There was more.  Then my brother Jim virtualized next to Eagan, and the most
likely definition of
more
cannonballed into me.

My lungs seized.  I grabbed the
fistful of gray jersey directly over my heart and hung on.  “Dad!  Oh, my God,
it was Dad, wasn’t it?”


No!
”  Jim signaled stop with
both hands.  “No.  Dad’s fine.  The family is fine.”  He dropped his hands and
paused, sorrow etching deep lines in his face.  “Stretch ….  It was Bugsy.”

“Bugsy?”  My emotions ping ponged
from panic to relief to stunned as I scrambled to shift gears.  “Why would
anybody take out a contract on Bugsy?”

“Your brother and I have been
comparing notes on that,” Jack said.  “The senator had some powerful enemies.”

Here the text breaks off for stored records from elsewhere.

//! The record store.
//!
//! CRUD over records of the live schema. Every write validates against
//! the owning collection's current definition; list supports the client's
//! sort syntax (comma-separated field names, `-` prefix for descending)
//! and relation expansion (comma-separated relation field names).
//!
//! Records live in memory, grouped by collection id in insertion order.
//! The schema store is passed into each call so the record store always
//! sees the schema as migrations last left it.

use std::cmp::Ordering;
use std::collections::HashMap;

use chrono::Utc;
use rand::Rng;
use serde_json::{Map, Value};
use soporte_core::{SoporteError, SoporteResult, ValidationError};
use soporte_schema::{CollectionDef, FieldKind, SchemaStore};

use crate::record::{format_datetime, Record};
use crate::validate;

/// Options for [`RecordStore::list`].
#[derive(Debug, Clone, Default)]
pub struct ListOptions {
    /// Sort spec: comma-separated field names, `-` prefix for descending
    /// (e.g. `"-created"`).
    pub sort: Option<String>,
    /// Expand spec: comma-separated relation field names
    /// (e.g. `"departamento,tecnicos_asociados"`).
    pub expand: Option<String>,
}

impl ListOptions {
    /// Creates empty options (insertion order, no expansion).
    pub fn new() -> Self {
        Self::default()
    }

    /// Sets the sort spec.
    #[must_use]
    pub fn sort(mut self, spec: impl Into<String>) -> Self {
        self.sort = Some(spec.into());
        self
    }

    /// Sets the expand spec.
    #[must_use]
    pub fn expand(mut self, spec: impl Into<String>) -> Self {
        self.expand = Some(spec.into());
        self
    }
}

/// In-memory record storage for all collections.
#[derive(Debug, Clone, Default)]
pub struct RecordStore {
    /// Records grouped by collection id, in insertion order.
    records: HashMap<String, Vec<Record>>,
}

impl RecordStore {
    /// Creates an empty store.
    pub fn new() -> Self {
        Self {
            records: HashMap::new(),
        }
    }

    /// Returns the number of records in a collection (by id).
    pub fn count(&self, collection_id: &str) -> usize {
        self.records.get(collection_id).map_or(0, Vec::len)
    }

    /// Creates a record in `collection` (id or name) from `data`.
    ///
    /// The `id` key may be supplied; otherwise one is generated from the
    /// id field's autogenerate pattern. Autodate keys in `data` are
    /// ignored — the store stamps them itself.
    ///
    /// # Errors
    ///
    /// Returns [`SoporteError::Validation`] if the data violates the
    /// schema or references missing relation targets.
    pub fn create(
        &mut self,
        schema: &dyn SchemaStore,
        collection: &str,
        mut data: Map<String, Value>,
    ) -> SoporteResult<Record> {
        let def = schema.collection(collection)?;

        let supplied_id = data
            .remove("id")
            .and_then(|v| v.as_str().map(ToString::to_string))
            .filter(|s| !s.is_empty());
        strip_autodates(&def, &mut data);
        validate::validate(&def, &data)?;
        self.check_relation_targets(&def, &data)?;

        let id = supplied_id.unwrap_or_else(|| autogenerate_id(&def));
        if self.find(&def.id, &id).is_some() {
            return Err(SoporteError::Validation(ValidationError::new(
                format!("A record with id '{id}' already exists."),
                "id_exists",
            )));
        }

        let now = format_datetime(Utc::now());
        for field in &def.fields {
            if let FieldKind::Autodate { on_create: true, .. } = field.kind {
                data.insert(field.name.clone(), Value::String(now.clone()));
            }
        }

        let record = Record::new(id, &def.id, data);
        tracing::debug!(collection = %def.name, id = %record.id, "record created");
        self.records
            .entry(def.id.clone())
            .or_default()
            .push(record.clone());
        Ok(record)
    }

    /// Returns the record with `id` from `collection` (id or name).
    ///
    /// # Errors
    ///
    /// Returns [`SoporteError::RecordNotFound`] if no record matches.
    pub fn get(
        &self,
        schema: &dyn SchemaStore,
        collection: &str,
        id: &str,
    ) -> SoporteResult<Record> {
        let def = schema.collection(collection)?;
        self.find(&def.id, id)
            .cloned()
            .ok_or_else(|| SoporteError::RecordNotFound(id.to_string()))
    }

    /// Merges `patch` into the record with `id` and revalidates.
    ///
    /// The record id is immutable: an `id` key in the patch is ignored,
    /// as are autodate keys (`updated`-style fields restamp themselves).
    ///
    /// # Errors
    ///
    /// Returns [`SoporteError::RecordNotFound`] if no record matches, or
    /// [`SoporteError::Validation`] if the merged data is invalid.
    pub fn update(
        &mut self,
        schema: &dyn SchemaStore,
        collection: &str,
        id: &str,
        mut patch: Map<String, Value>,
    ) -> SoporteResult<Record> {
        let def = schema.collection(collection)?;
        let position = self
            .position(&def.id, id)
            .ok_or_else(|| SoporteError::RecordNotFound(id.to_string()))?;

        patch.remove("id");
        strip_autodates(&def, &mut patch);

        let mut merged = self.records[&def.id][position].data.clone();
        for (key, value) in patch {
            merged.insert(key, value);
        }

        let mut validation_view = merged.clone();
        strip_autodates(&def, &mut validation_view);
        validate::validate(&def, &validation_view)?;
        self.check_relation_targets(&def, &validation_view)?;

        let now = format_datetime(Utc::now());
        for field in &def.fields {
            if let FieldKind::Autodate { on_update: true, .. } = field.kind {
                merged.insert(field.name.clone(), Value::String(now.clone()));
            }
        }

        let Some(records) = self.records.get_mut(&def.id) else {
            return Err(SoporteError::RecordNotFound(id.to_string()));
        };
        records[position].data = merged;
        Ok(records[position].clone())
    }

    /// Deletes the record with `id` from `collection` (id or name).
    ///
    /// # Errors
    ///
    /// Returns [`SoporteError::RecordNotFound`] if no record matches.
    pub fn delete(
        &mut self,
        schema: &dyn SchemaStore,
        collection: &str,
        id: &str,
    ) -> SoporteResult<()> {
        let def = schema.collection(collection)?;
        let position = self
            .position(&def.id, id)
            .ok_or_else(|| SoporteError::RecordNotFound(id.to_string()))?;
        if let Some(records) = self.records.get_mut(&def.id) {
            records.remove(position);
        }
        Ok(())
    }

    /// Returns all records of `collection` (id or name), sorted and
    /// expanded per `options`.
    pub fn list(
        &self,
        schema: &dyn SchemaStore,
        collection: &str,
        options: &ListOptions,
    ) -> SoporteResult<Vec<Record>> {
        let def = schema.collection(collection)?;
        let mut records = self.records.get(&def.id).cloned().unwrap_or_default();

        if let Some(spec) = options.sort.as_deref() {
            let keys = parse_sort(spec);
            records.sort_by(|a, b| {
                for (field, descending) in &keys {
                    let ordering = compare_field(a, b, field);
                    let ordering = if *descending { ordering.reverse() } else { ordering };
                    if ordering != Ordering::Equal {
                        return ordering;
                    }
                }
                Ordering::Equal
            });
        }

        if let Some(spec) = options.expand.as_deref() {
            for record in &mut records {
                self.expand_record(&def, record, spec);
            }
        }

        Ok(records)
    }

    fn find(&self, collection_id: &str, id: &str) -> Option<&Record> {
        self.records
            .get(collection_id)
            .and_then(|records| records.iter().find(|r| r.id == id))
    }

    fn position(&self, collection_id: &str, id: &str) -> Option<usize> {
        self.records
            .get(collection_id)
            .and_then(|records| records.iter().position(|r| r.id == id))
    }

    /// Verifies every relation value references an existing record.
    fn check_relation_targets(
        &self,
        def: &CollectionDef,
        data: &Map<String, Value>,
    ) -> SoporteResult<()> {
        for field in &def.fields {
            let FieldKind::Relation { collection_id, .. } = &field.kind else {
                continue;
            };
            let Some(value) = data.get(&field.name) else {
                continue;
            };
            let ids = match value {
                Value::String(s) if !s.is_empty() => vec![s.clone()],
                Value::Array(items) => items
                    .iter()
                    .filter_map(Value::as_str)
                    .map(ToString::to_string)
                    .collect(),
                _ => Vec::new(),
            };
            for id in ids {
                if self.find(collection_id, &id).is_none() {
                    return Err(SoporteError::Validation(ValidationError::new(
                        format!("Field '{}' references missing record '{id}'.", field.name),
                        "missing_relation",
                    )));
                }
            }
        }
        Ok(())
    }

    /// Attaches expanded relation targets to `record`.
    ///
    /// Unknown or non-relation names in the spec are skipped, as are
    /// dangling target ids.
    fn expand_record(&self, def: &CollectionDef, record: &mut Record, spec: &str) {
        for name in spec.split(',').map(str::trim).filter(|s| !s.is_empty()) {
            let Some(field) = def.field_by_name(name) else {
                continue;
            };
            let FieldKind::Relation {
                collection_id,
                max_select,
                ..
            } = &field.kind
            else {
                continue;
            };

            let targets: Vec<Value> = record
                .get_id_list(name)
                .iter()
                .filter_map(|id| self.find(collection_id, id))
                .filter_map(|target| serde_json::to_value(target).ok())
                .collect();

            let expanded = if *max_select == 1 {
                match targets.into_iter().next() {
                    Some(first) => first,
                    None => continue,
                }
            } else if targets.is_empty() {
                continue;
            } else {
                Value::Array(targets)
            };
            record.expand.insert(name.to_string(), expanded);
        }
    }
}

/// Removes autodate field keys from `data`.
fn strip_autodates(def: &CollectionDef, data: &mut Map<String, Value>) {
    for field in &def.fields {
        if field.kind.is_autodate() {
            data.remove(&field.name);
        }
    }
}

/// Generates a record id from the collection's id-field pattern.
fn autogenerate_id(def: &CollectionDef) -> String {
    let pattern = def.field_by_name("id").and_then(|f| match &f.kind {
        FieldKind::Text {
            autogenerate_pattern,
            ..
        } => autogenerate_pattern.clone(),
        _ => None,
    });
    generate_from_pattern(pattern.as_deref().unwrap_or("[a-z0-9]{15}"))
}

/// Generates a random string from a `[class]{n}` pattern.
///
/// Only the single-class-with-count shape is supported; anything else
/// falls back to 15 lowercase alphanumerics.
fn generate_from_pattern(pattern: &str) -> String {
    const FALLBACK: &str = "abcdefghijklmnopqrstuvwxyz0123456789";

    let parsed = pattern
        .strip_prefix('[')
        .and_then(|rest| rest.split_once(']'))
        .and_then(|(class, count)| {
            let count: usize = count
                .strip_prefix('{')?
                .strip_suffix('}')?
                .parse()
                .ok()?;
            Some((expand_class(class), count))
        });

    let (alphabet, count) = match parsed {
        Some((alphabet, count)) if !alphabet.is_empty() => (alphabet, count),
        _ => (FALLBACK.chars().collect(), 15),
    };

    let mut rng = rand::thread_rng();
    (0..count)
        .map(|_| alphabet[rng.gen_range(0..alphabet.len())])
        .collect()
}

/// Expands a character class body (`a-z0-9`) into its members.
fn expand_class(class: &str) -> Vec<char> {
    let chars: Vec<char> = class.chars().collect();
    let mut result = Vec::new();
    let mut i = 0;
    while i < chars.len() {
        if i + 2 < chars.len() && chars[i + 1] == '-' {
            let (start, end) = (chars[i], chars[i + 2]);
            if start <= end {
                result.extend((start..=end).filter(char::is_ascii_alphanumeric));
            }
            i += 3;
        } else {
            result.push(chars[i]);
            i += 1;
        }
    }
    result
}

/// Parses a sort spec into `(field, descending)` pairs.
fn parse_sort(spec: &str) -> Vec<(String, bool)> {
    spec.split(',')
        .map(str::trim)
        .filter(|s| !s.is_empty())
        .map(|key| match key.strip_prefix('-') {
            Some(field) => (field.to_string(), true),
            None => (key.to_string(), false),
        })
        .collect()
}

/// Compares two records on one field, missing values first.
fn compare_field(a: &Record, b: &Record, field: &str) -> Ordering {
    if field == "id" {
        return a.id.cmp(&b.id);
    }
    compare_values(a.get(field), b.get(field))
}

fn compare_values(a: Option<&Value>, b: Option<&Value>) -> Ordering {
    fn rank(v: Option<&Value>) -> u8 {
        match v {
            None | Some(Value::Null) => 0,
            Some(Value::Bool(_)) => 1,
            Some(Value::Number(_)) => 2,
            Some(Value::String(_)) => 3,
            Some(_) => 4,
        }
    }

    match (a, b) {
        (Some(Value::Bool(x)), Some(Value::Bool(y))) => x.cmp(y),
        (Some(Value::Number(x)), Some(Value::Number(y))) => x
            .as_f64()
            .partial_cmp(&y.as_f64())
            .unwrap_or(Ordering::Equal),
        (Some(Value::String(x)), Some(Value::String(y))) => x.cmp(y),
        _ => rank(a).cmp(&rank(b)),
    }
}
//! Field definitions for collections.
//!
//! A [`FieldDef`] is one typed attribute of a collection. The stable `id`
//! survives renames and constraint changes; the `name` is what records use
//! for data access. The type-specific constraints live in [`FieldKind`],
//! a tagged variant with one case per field type, so invalid constraint
//! combinations (a `values` list on a date field, say) cannot be expressed.
//!
//! The serde shape mirrors the platform's field JSON: a lowercase `type`
//! tag with camelCase constraint keys.

use serde::{Deserialize, Serialize};

/// The type of a field together with its type-specific constraints.
#[derive(Debug, Clone, PartialEq, Serialize, Deserialize)]
#[serde(tag = "type", rename_all = "lowercase")]
pub enum FieldKind {
    /// Plain text with optional length bounds and patterns.
    #[serde(rename_all = "camelCase")]
    Text {
        /// Minimum length in characters.
        #[serde(default, skip_serializing_if = "Option::is_none")]
        min: Option<usize>,
        /// Maximum length in characters.
        #[serde(default, skip_serializing_if = "Option::is_none")]
        max: Option<usize>,
        /// Regex the stored value must match.
        #[serde(default, skip_serializing_if = "Option::is_none")]
        pattern: Option<String>,
        /// Pattern used to autogenerate a value when none is supplied
        /// (e.g. `[a-z0-9]{15}` for record ids).
        #[serde(default, skip_serializing_if = "Option::is_none")]
        autogenerate_pattern: Option<String>,
        /// Whether this field is the collection's primary key.
        #[serde(default)]
        primary_key: bool,
    },
    /// True/false flag.
    Bool,
    /// Numeric value with optional bounds.
    #[serde(rename_all = "camelCase")]
    Number {
        /// Minimum allowed value.
        #[serde(default, skip_serializing_if = "Option::is_none")]
        min: Option<f64>,
        /// Maximum allowed value.
        #[serde(default, skip_serializing_if = "Option::is_none")]
        max: Option<f64>,
        /// Whether fractional values are rejected.
        #[serde(default)]
        only_int: bool,
    },
    /// Rich text (HTML).
    #[serde(rename_all = "camelCase")]
    Editor {
        /// Whether pasted URLs are converted to anchors.
        #[serde(default, rename = "convertURLs")]
        convert_urls: bool,
        /// Maximum content size in bytes (0 = unlimited).
        #[serde(default)]
        max_size: usize,
    },
    /// Reference(s) to records of another collection.
    #[serde(rename_all = "camelCase")]
    Relation {
        /// The id of the target collection.
        collection_id: String,
        /// Minimum number of referenced records.
        #[serde(default)]
        min_select: usize,
        /// Maximum number of referenced records (1 = single relation).
        max_select: usize,
        /// Whether deleting the target cascades to the referencing record.
        #[serde(default)]
        cascade_delete: bool,
    },
    /// Calendar date, stored as an RFC 3339 string.
    Date {
        /// Earliest allowed value.
        #[serde(default, skip_serializing_if = "Option::is_none")]
        min: Option<String>,
        /// Latest allowed value.
        #[serde(default, skip_serializing_if = "Option::is_none")]
        max: Option<String>,
    },
    /// One or more values from a fixed option list.
    #[serde(rename_all = "camelCase")]
    Select {
        /// Maximum number of selected options (1 = single select).
        max_select: usize,
        /// The allowed option values.
        values: Vec<String>,
    },
    /// Timestamp maintained by the record store, never set by callers.
    #[serde(rename_all = "camelCase")]
    Autodate {
        /// Stamp the field when the record is created.
        on_create: bool,
        /// Restamp the field on every update.
        on_update: bool,
    },
}

impl FieldKind {
    /// Returns the lowercase type tag for this kind.
    pub fn type_name(&self) -> &'static str {
        match self {
            Self::Text { .. } => "text",
            Self::Bool => "bool",
            Self::Number { .. } => "number",
            Self::Editor { .. } => "editor",
            Self::Relation { .. } => "relation",
            Self::Date { .. } => "date",
            Self::Select { .. } => "select",
            Self::Autodate { .. } => "autodate",
        }
    }

    /// Returns `true` if this is a relation field.
    pub fn is_relation(&self) -> bool {
        matches!(self, Self::Relation { .. })
    }

    /// Returns `true` if this field's value is maintained by the store.
    pub fn is_autodate(&self) -> bool {
        matches!(self, Self::Autodate { .. })
    }
}

/// One typed attribute of a collection.
///
/// The `id` is stable for the lifetime of the field; `name` may be changed
/// by migrations without affecting identity. Within a collection, field
/// ids are unique and field names are unique at any point in time.
#[derive(Debug, Clone, PartialEq, Serialize, Deserialize)]
pub struct FieldDef {
    /// Stable identifier, unique within the collection.
    pub id: String,
    /// The name records use for data access; mutable.
    pub name: String,
    /// System fields cannot be removed by ordinary migrations.
    #[serde(default)]
    pub system: bool,
    /// Hidden fields are omitted from default API output.
    #[serde(default)]
    pub hidden: bool,
    /// Whether a non-empty value is required.
    #[serde(default)]
    pub required: bool,
    /// Whether the field is used as the record's display value.
    #[serde(default)]
    pub presentable: bool,
    /// The field type and its constraints.
    #[serde(flatten)]
    pub kind: FieldKind,
}

impl FieldDef {
    /// Creates a new field definition with all flags off.
    pub fn new(id: impl Into<String>, name: impl Into<String>, kind: FieldKind) -> Self {
        Self {
            id: id.into(),
            name: name.into(),
            system: false,
            hidden: false,
            required: false,
            presentable: false,
            kind,
        }
    }

    /// Marks this field as a system field.
    #[must_use]
    pub fn system(mut self) -> Self {
        self.system = true;
        self
    }

    /// Hides this field from default output.
    #[must_use]
    pub fn hidden(mut self) -> Self {
        self.hidden = true;
        self
    }

    /// Requires a non-empty value.
    #[must_use]
    pub fn required(mut self) -> Self {
        self.required = true;
        self
    }

    /// Uses this field as the record's display value.
    #[must_use]
    pub fn presentable(mut self) -> Self {
        self.presentable = true;
        self
    }
}
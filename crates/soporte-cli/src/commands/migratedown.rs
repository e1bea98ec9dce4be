//! The `migratedown` management command.
//!
//! Reverts applied schema migrations back to a target version. Reverting
//! requires the original migration definitions to still be registered;
//! a ledger entry without one aborts the run before anything changes.

use soporte_core::{Settings, SoporteError};
use soporte_migrations::{catalog, JsonLedger, MigrationRunner};
use soporte_schema::JsonSchemaStore;

use crate::command::ManagementCommand;

/// Reverts schema migrations down to a target version.
///
/// `--to VERSION` names the last version that stays applied; `--to 0`
/// reverts everything.
pub struct MigratedownCommand;

impl ManagementCommand for MigratedownCommand {
    fn name(&self) -> &str {
        "migratedown"
    }

    fn help(&self) -> &str {
        "Revert schema migrations down to a version"
    }

    fn add_arguments(&self, cmd: clap::Command) -> clap::Command {
        cmd.arg(
            clap::Arg::new("to")
                .long("to")
                .required(true)
                .value_parser(clap::value_parser!(i64))
                .help("Version token that remains applied (0 reverts everything)"),
        )
    }

    fn handle(&self, matches: &clap::ArgMatches, settings: &Settings) -> Result<(), SoporteError> {
        let to = *matches.get_one::<i64>("to").expect("required argument");

        let ledger = JsonLedger::open(settings.ledger_path())?;
        let mut runner = MigrationRunner::with_ledger(Box::new(ledger));
        catalog::register_all(&mut runner)?;
        let mut store = JsonSchemaStore::open(settings.schema_path())?;

        let reverted = runner.apply_backward(&mut store, to)?;
        if reverted.is_empty() {
            tracing::info!("Nothing to revert");
        } else {
            tracing::info!("Reverted {} migration(s)", reverted.len());
        }
        Ok(())
    }
}
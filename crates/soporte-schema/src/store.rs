//! Schema stores: the persistence seam for collection definitions.
//!
//! The migration engine and the record store both consume the
//! [`SchemaStore`] trait. [`MemorySchemaStore`] is the canonical pure
//! snapshot used in tests and inside migration bodies;
//! [`JsonSchemaStore`] persists the collection set to a single JSON file
//! and is what the CLI drives.
//!
//! Lookup accepts either a collection id or its *current* name — never a
//! historical name.

use std::path::{Path, PathBuf};

use soporte_core::{SoporteError, SoporteResult};

use crate::collection::CollectionDef;

/// Storage of collection definitions.
///
/// `save_collection` is an upsert keyed by the collection's immutable id:
/// saving an id already present replaces that definition (this is how
/// migrations persist field-list changes and renames); saving a new id
/// creates the collection. Creation order is preserved.
pub trait SchemaStore {
    /// Returns a copy of the collection matching the id or current name.
    ///
    /// # Errors
    ///
    /// Returns [`SoporteError::NotFound`] if nothing matches.
    fn collection(&self, id_or_name: &str) -> SoporteResult<CollectionDef>;

    /// Returns copies of all collections in creation order.
    fn collections(&self) -> Vec<CollectionDef>;

    /// Creates or replaces a collection definition.
    ///
    /// # Errors
    ///
    /// Returns [`SoporteError::Validation`] if the definition's name
    /// collides with a different collection's current name.
    fn save_collection(&mut self, def: CollectionDef) -> SoporteResult<()>;

    /// Deletes the collection matching the id or current name.
    ///
    /// # Errors
    ///
    /// Returns [`SoporteError::NotFound`] if nothing matches.
    fn delete_collection(&mut self, id_or_name: &str) -> SoporteResult<()>;
}

/// An in-memory schema store.
///
/// Collections are kept in creation order so that schema snapshots compare
/// deterministically.
#[derive(Debug, Clone, Default, PartialEq)]
pub struct MemorySchemaStore {
    collections: Vec<CollectionDef>,
}

impl MemorySchemaStore {
    /// Creates a new empty store.
    pub fn new() -> Self {
        Self {
            collections: Vec::new(),
        }
    }

    /// Returns the number of collections.
    pub fn len(&self) -> usize {
        self.collections.len()
    }

    /// Returns whether the store holds no collections.
    pub fn is_empty(&self) -> bool {
        self.collections.is_empty()
    }

    fn position(&self, id_or_name: &str) -> Option<usize> {
        // Id takes precedence over name so an id-shaped name cannot
        // shadow another collection.
        self.collections
            .iter()
            .position(|c| c.id == id_or_name)
            .or_else(|| self.collections.iter().position(|c| c.name == id_or_name))
    }
}

impl SchemaStore for MemorySchemaStore {
    fn collection(&self, id_or_name: &str) -> SoporteResult<CollectionDef> {
        self.position(id_or_name)
            .map(|i| self.collections[i].clone())
            .ok_or_else(|| SoporteError::NotFound(id_or_name.to_string()))
    }

    fn collections(&self) -> Vec<CollectionDef> {
        self.collections.clone()
    }

    fn save_collection(&mut self, def: CollectionDef) -> SoporteResult<()> {
        if self
            .collections
            .iter()
            .any(|c| c.name == def.name && c.id != def.id)
        {
            return Err(SoporteError::Validation(soporte_core::ValidationError::new(
                format!("A different collection is already named '{}'", def.name),
                "name_taken",
            )));
        }
        match self.collections.iter().position(|c| c.id == def.id) {
            Some(i) => self.collections[i] = def,
            None => self.collections.push(def),
        }
        Ok(())
    }

    fn delete_collection(&mut self, id_or_name: &str) -> SoporteResult<()> {
        match self.position(id_or_name) {
            Some(i) => {
                self.collections.remove(i);
                Ok(())
            }
            None => Err(SoporteError::NotFound(id_or_name.to_string())),
        }
    }
}

/// A schema store persisted to a single JSON file.
///
/// The file holds a JSON array of collection definitions. Every mutation
/// rewrites the file; reads are served from memory.
#[derive(Debug)]
pub struct JsonSchemaStore {
    path: PathBuf,
    inner: MemorySchemaStore,
}

impl JsonSchemaStore {
    /// Opens the store at `path`, loading existing collections if the file
    /// exists. Parent directories are created on first save.
    pub fn open(path: impl AsRef<Path>) -> SoporteResult<Self> {
        let path = path.as_ref().to_path_buf();
        let inner = if path.exists() {
            let content = std::fs::read_to_string(&path)?;
            let collections: Vec<CollectionDef> = serde_json::from_str(&content)
                .map_err(|e| SoporteError::Serialization(format!("{}: {e}", path.display())))?;
            MemorySchemaStore { collections }
        } else {
            MemorySchemaStore::new()
        };
        Ok(Self { path, inner })
    }

    /// Returns the backing file path.
    pub fn path(&self) -> &Path {
        &self.path
    }

    fn persist(&self) -> SoporteResult<()> {
        if let Some(parent) = self.path.parent() {
            std::fs::create_dir_all(parent)?;
        }
        let json = serde_json::to_string_pretty(&self.inner.collections)
            .map_err(|e| SoporteError::Serialization(e.to_string()))?;
        std::fs::write(&self.path, json)?;
        tracing::debug!(path = %self.path.display(), "schema persisted");
        Ok(())
    }
}

impl SchemaStore for JsonSchemaStore {
    fn collection(&self, id_or_name: &str) -> SoporteResult<CollectionDef> {
        self.inner.collection(id_or_name)
    }

    fn collections(&self) -> Vec<CollectionDef> {
        self.inner.collections()
    }

    fn save_collection(&mut self, def: CollectionDef) -> SoporteResult<()> {
        self.inner.save_collection(def)?;
        self.persist()
    }

    fn delete_collection(&mut self, id_or_name: &str) -> SoporteResult<()> {
        self.inner.delete_collection(id_or_name)?;
        self.persist()
    }
}

#[cfg(test)]
mod tests {
    use super::*;
    use crate::field::{FieldDef, FieldKind};

    fn historial() -> CollectionDef {
        CollectionDef::new("pbc_1119805642", "historial")
            .with_field(FieldDef::new("bool2063623452", "status", FieldKind::Bool))
    }

    // ── MemorySchemaStore ───────────────────────────────────────────

    #[test]
    fn test_memory_save_and_lookup_by_id() {
        let mut store = MemorySchemaStore::new();
        store.save_collection(historial()).unwrap();
        assert_eq!(store.collection("pbc_1119805642").unwrap().name, "historial");
    }

    #[test]
    fn test_memory_lookup_by_name() {
        let mut store = MemorySchemaStore::new();
        store.save_collection(historial()).unwrap();
        assert_eq!(store.collection("historial").unwrap().id, "pbc_1119805642");
    }

    #[test]
    fn test_memory_lookup_missing() {
        let store = MemorySchemaStore::new();
        assert!(matches!(
            store.collection("nope"),
            Err(SoporteError::NotFound(_))
        ));
    }

    #[test]
    fn test_memory_save_is_upsert_by_id() {
        let mut store = MemorySchemaStore::new();
        store.save_collection(historial()).unwrap();

        let mut renamed = historial();
        renamed.name = "historial_v2".to_string();
        store.save_collection(renamed).unwrap();

        assert_eq!(store.len(), 1);
        assert_eq!(store.collection("pbc_1119805642").unwrap().name, "historial_v2");
        // The old name no longer resolves.
        assert!(store.collection("historial").is_err());
    }

    #[test]
    fn test_memory_name_collision_rejected() {
        let mut store = MemorySchemaStore::new();
        store.save_collection(historial()).unwrap();
        let clash = CollectionDef::new("pbc_other", "historial");
        assert!(matches!(
            store.save_collection(clash),
            Err(SoporteError::Validation(_))
        ));
    }

    #[test]
    fn test_memory_delete_by_name() {
        let mut store = MemorySchemaStore::new();
        store.save_collection(historial()).unwrap();
        store.delete_collection("historial").unwrap();
        assert!(store.is_empty());
    }

    #[test]
    fn test_memory_delete_missing() {
        let mut store = MemorySchemaStore::new();
        assert!(matches!(
            store.delete_collection("nope"),
            Err(SoporteError::NotFound(_))
        ));
    }

    #[test]
    fn test_memory_preserves_creation_order() {
        let mut store = MemorySchemaStore::new();
        store
            .save_collection(CollectionDef::new("pbc_b", "beta"))
            .unwrap();
        store
            .save_collection(CollectionDef::new("pbc_a", "alfa"))
            .unwrap();
        let names: Vec<String> = store.collections().into_iter().map(|c| c.name).collect();
        assert_eq!(names, vec!["beta", "alfa"]);
    }

    // ── JsonSchemaStore ─────────────────────────────────────────────

    #[test]
    fn test_json_store_round_trip() {
        let dir = tempfile::tempdir().unwrap();
        let path = dir.path().join("collections.json");

        {
            let mut store = JsonSchemaStore::open(&path).unwrap();
            store.save_collection(historial()).unwrap();
        }

        let reopened = JsonSchemaStore::open(&path).unwrap();
        let c = reopened.collection("historial").unwrap();
        assert_eq!(c.id, "pbc_1119805642");
        assert_eq!(c.fields.len(), 1);
    }

    #[test]
    fn test_json_store_delete_persists() {
        let dir = tempfile::tempdir().unwrap();
        let path = dir.path().join("collections.json");

        let mut store = JsonSchemaStore::open(&path).unwrap();
        store.save_collection(historial()).unwrap();
        store.delete_collection("pbc_1119805642").unwrap();
        drop(store);

        let reopened = JsonSchemaStore::open(&path).unwrap();
        assert!(reopened.collections().is_empty());
    }

    #[test]
    fn test_json_store_missing_file_is_empty() {
        let dir = tempfile::tempdir().unwrap();
        let store = JsonSchemaStore::open(dir.path().join("absent.json")).unwrap();
        assert!(store.collections().is_empty());
    }

    #[test]
    fn test_json_store_corrupt_file() {
        let dir = tempfile::tempdir().unwrap();
        let path = dir.path().join("collections.json");
        std::fs::write(&path, "not json").unwrap();
        assert!(matches!(
            JsonSchemaStore::open(&path),
            Err(SoporteError::Serialization(_))
        ));
    }
}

“The kind who’ll do whatever it
takes to get what they want,” Jim added.  “You know how she was when she got
riled.”

“Uh-huh.”

In default mode eighty-year-old Agnes
“Bugsy” Oppenheimer was a pussycat—soft  voice, endearing smile, benevolent
eye-twinkle.  But try to play the bully or violate her solid sense of right and
wrong, and the tabby turned pit bull.  And as a long list of sadder but wiser
opponents been unlucky enough to learn, once the elfin senator from California sank
her teeth into you ….  Well, you might get loose, but you would lose a pound of
flesh doing it.

She was a born science teacher, not
a born politician, but she had promised her husband, Darrel, she would try for
his congressional seat in the event he couldn’t serve.  So when he suddenly dropped
dead of a heart attack at age seventy, Bugsy reluctantly came out of retirement
and hit the campaign trail.  Much to the pundits’ surprise—and maybe her own chagrin—she
was elected.  Politicians and media alike tried to cast her as a cuddly figurehead,
Senator Grandma, but Agnes Oppenheimer refused to be relegated.  Never one to
do a job halfway, she dove into government headfirst and became a force to be
reckoned with in no time at all.

“Bugsy was a thorn in the side of
the International Climatological Consortium for the past three years,” Jim said. 
“Scuttled their last geoengineering proposal almost singlehandedly.”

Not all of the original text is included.